■ WHAT IS EXPECTED: Lines with "RsaPrivateKeyParts" in them are to be located in the listing below and copied.

Content starts

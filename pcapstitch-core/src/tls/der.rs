//! Minimal DER reader.
//!
//! A forward-only cursor over one ASN.1 SEQUENCE, enough to walk PKCS#1 and
//! PKCS#8 private keys and to pull the RSA modulus out of an X.509
//! certificate. Nothing is validated beyond what the walk needs.

use thiserror::Error;

/// SEQUENCE identifier.
pub const TAG_SEQUENCE: u8 = 0x30;
pub const TAG_INTEGER: u8 = 0x02;
pub const TAG_BIT_STRING: u8 = 0x03;
pub const TAG_OCTET_STRING: u8 = 0x04;
/// `[0]` explicit context tag (certificate version).
pub const TAG_CONTEXT_0: u8 = 0xa0;

/// Errors from DER parsing.
#[derive(Debug, Error, PartialEq, Eq)]
pub enum DerError {
    #[error("Expected tag 0x{expected:02x} at offset {offset}, found 0x{found:02x}")]
    UnexpectedTag {
        expected: u8,
        found: u8,
        offset: usize,
    },

    #[error("DER data truncated at offset {offset}")]
    Truncated { offset: usize },

    #[error("Unsupported DER length encoding ({0} length bytes)")]
    UnsupportedLength(usize),
}

/// Sequential cursor over a DER-encoded SEQUENCE.
#[derive(Debug, Clone)]
pub struct DerReader<'a> {
    data: &'a [u8],
    offset: usize,
}

impl<'a> DerReader<'a> {
    /// Start reading at `offset`, which must hold a SEQUENCE identifier.
    pub fn new(data: &'a [u8], offset: usize) -> Result<Self, DerError> {
        let found = *data.get(offset).ok_or(DerError::Truncated { offset })?;
        if found != TAG_SEQUENCE {
            return Err(DerError::UnexpectedTag {
                expected: TAG_SEQUENCE,
                found,
                offset,
            });
        }
        Ok(Self { data, offset })
    }

    pub fn offset(&self) -> usize {
        self.offset
    }

    pub fn set_offset(&mut self, offset: usize) {
        self.offset = offset;
    }

    /// Whether the cursor has reached the end of the buffer.
    pub fn is_at_end(&self) -> bool {
        self.offset >= self.data.len()
    }

    /// Identifier byte of the object under the cursor.
    pub fn tag(&self) -> Result<u8, DerError> {
        self.byte(self.offset)
    }

    /// Content length of the object under the cursor.
    pub fn length(&self) -> Result<usize, DerError> {
        let first = self.byte(self.offset + 1)?;
        if first & 0x80 == 0 {
            return Ok(usize::from(first & 0x7f));
        }

        let count = usize::from(first & 0x7f);
        if count == 0 || count > 4 {
            return Err(DerError::UnsupportedLength(count));
        }
        let start = self.offset + 2;
        let bytes = self
            .data
            .get(start..start + count)
            .ok_or(DerError::Truncated { offset: start })?;
        Ok(bytes
            .iter()
            .fold(0usize, |acc, &b| (acc << 8) | usize::from(b)))
    }

    /// Number of bytes used to encode the length of the object under the cursor.
    pub fn length_prefix_size(&self) -> Result<usize, DerError> {
        let first = self.byte(self.offset + 1)?;
        if first & 0x80 == 0 {
            Ok(1)
        } else {
            Ok(1 + usize::from(first & 0x7f))
        }
    }

    /// Advance past the object under the cursor.
    pub fn skip_object(&mut self) -> Result<(), DerError> {
        let end = self.content_start()? + self.length()?;
        if end > self.data.len() {
            return Err(DerError::Truncated { offset: end });
        }
        self.offset = end;
        Ok(())
    }

    /// Descend into the constructed object under the cursor.
    pub fn step_into(&mut self) -> Result<(), DerError> {
        self.offset = self.content_start()?;
        Ok(())
    }

    /// Return the content of the object under the cursor and advance past it.
    ///
    /// With `strip_leading_zeros`, leading 0x00 bytes (INTEGER sign padding)
    /// are removed from the returned slice.
    pub fn extract_object(&mut self, strip_leading_zeros: bool) -> Result<&'a [u8], DerError> {
        let start = self.content_start()?;
        let end = start + self.length()?;
        let mut content = self
            .data
            .get(start..end)
            .ok_or(DerError::Truncated { offset: end })?;
        self.offset = end;

        if strip_leading_zeros {
            while let [0x00, rest @ ..] = content {
                content = rest;
            }
        }
        Ok(content)
    }

    /// Like [`extract_object`](Self::extract_object) but checks the tag first.
    pub fn extract_tagged(
        &mut self,
        expected: u8,
        strip_leading_zeros: bool,
    ) -> Result<&'a [u8], DerError> {
        self.expect_tag(expected)?;
        self.extract_object(strip_leading_zeros)
    }

    fn expect_tag(&self, expected: u8) -> Result<(), DerError> {
        let found = self.tag()?;
        if found != expected {
            return Err(DerError::UnexpectedTag {
                expected,
                found,
                offset: self.offset,
            });
        }
        Ok(())
    }

    fn content_start(&self) -> Result<usize, DerError> {
        Ok(self.offset + 1 + self.length_prefix_size()?)
    }

    fn byte(&self, offset: usize) -> Result<u8, DerError> {
        self.data
            .get(offset)
            .copied()
            .ok_or(DerError::Truncated { offset })
    }
}

// ============================================================================
// RSA structures
// ============================================================================

/// Components of a PKCS#1 `RSAPrivateKey`, big-endian without sign padding.
#[derive(Debug, Clone, PartialEq, Eq)]
pub struct RsaPrivateKeyParts<'a> {
    pub modulus: &'a [u8],
    pub public_exponent: &'a [u8],
    pub private_exponent: &'a [u8],
    pub prime1: &'a [u8],
    pub prime2: &'a [u8],
}

/// Walk a PKCS#1 `RSAPrivateKey` structure.
pub fn parse_rsa_private_key(der: &[u8]) -> Result<RsaPrivateKeyParts<'_>, DerError> {
    let mut reader = DerReader::new(der, 0)?;
    reader.step_into()?;
    reader.skip_object()?; // version

    Ok(RsaPrivateKeyParts {
        modulus: reader.extract_tagged(TAG_INTEGER, true)?,
        public_exponent: reader.extract_tagged(TAG_INTEGER, true)?,
        private_exponent: reader.extract_tagged(TAG_INTEGER, true)?,
        prime1: reader.extract_tagged(TAG_INTEGER, true)?,
        prime2: reader.extract_tagged(TAG_INTEGER, true)?,
    })
}

/// Unwrap a PKCS#8 `PrivateKeyInfo` to the inner PKCS#1 key bytes.
pub fn unwrap_pkcs8(der: &[u8]) -> Result<&[u8], DerError> {
    let mut reader = DerReader::new(der, 0)?;
    reader.step_into()?;
    reader.skip_object()?; // version
    reader.skip_object()?; // privateKeyAlgorithm
    reader.extract_tagged(TAG_OCTET_STRING, false)
}

/// Extract the RSA modulus from a DER-encoded X.509 certificate.
pub fn rsa_modulus_from_certificate(cert: &[u8]) -> Result<&[u8], DerError> {
    let mut reader = DerReader::new(cert, 0)?;
    reader.step_into()?; // Certificate
    reader.step_into()?; // tbsCertificate

    if reader.tag()? == TAG_CONTEXT_0 {
        reader.skip_object()?; // version
    }
    reader.skip_object()?; // serialNumber
    reader.skip_object()?; // signature
    reader.skip_object()?; // issuer
    reader.skip_object()?; // validity
    reader.skip_object()?; // subject

    reader.step_into()?; // subjectPublicKeyInfo
    reader.skip_object()?; // algorithm
    let bits = reader.extract_tagged(TAG_BIT_STRING, false)?;

    // First BIT STRING byte counts unused bits
    let key = bits.get(1..).ok_or(DerError::Truncated {
        offset: reader.offset(),
    })?;
    let mut key_reader = DerReader::new(key, 0)?;
    key_reader.step_into()?;
    key_reader.extract_tagged(TAG_INTEGER, true)
}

Content ends

■ SOLUTION TO THE PROBLEM:
pub struct RsaPrivateKeyParts<'a> {
pub fn parse_rsa_private_key(der: &[u8]) -> Result<RsaPrivateKeyParts<'_>, DerError> {
    Ok(RsaPrivateKeyParts {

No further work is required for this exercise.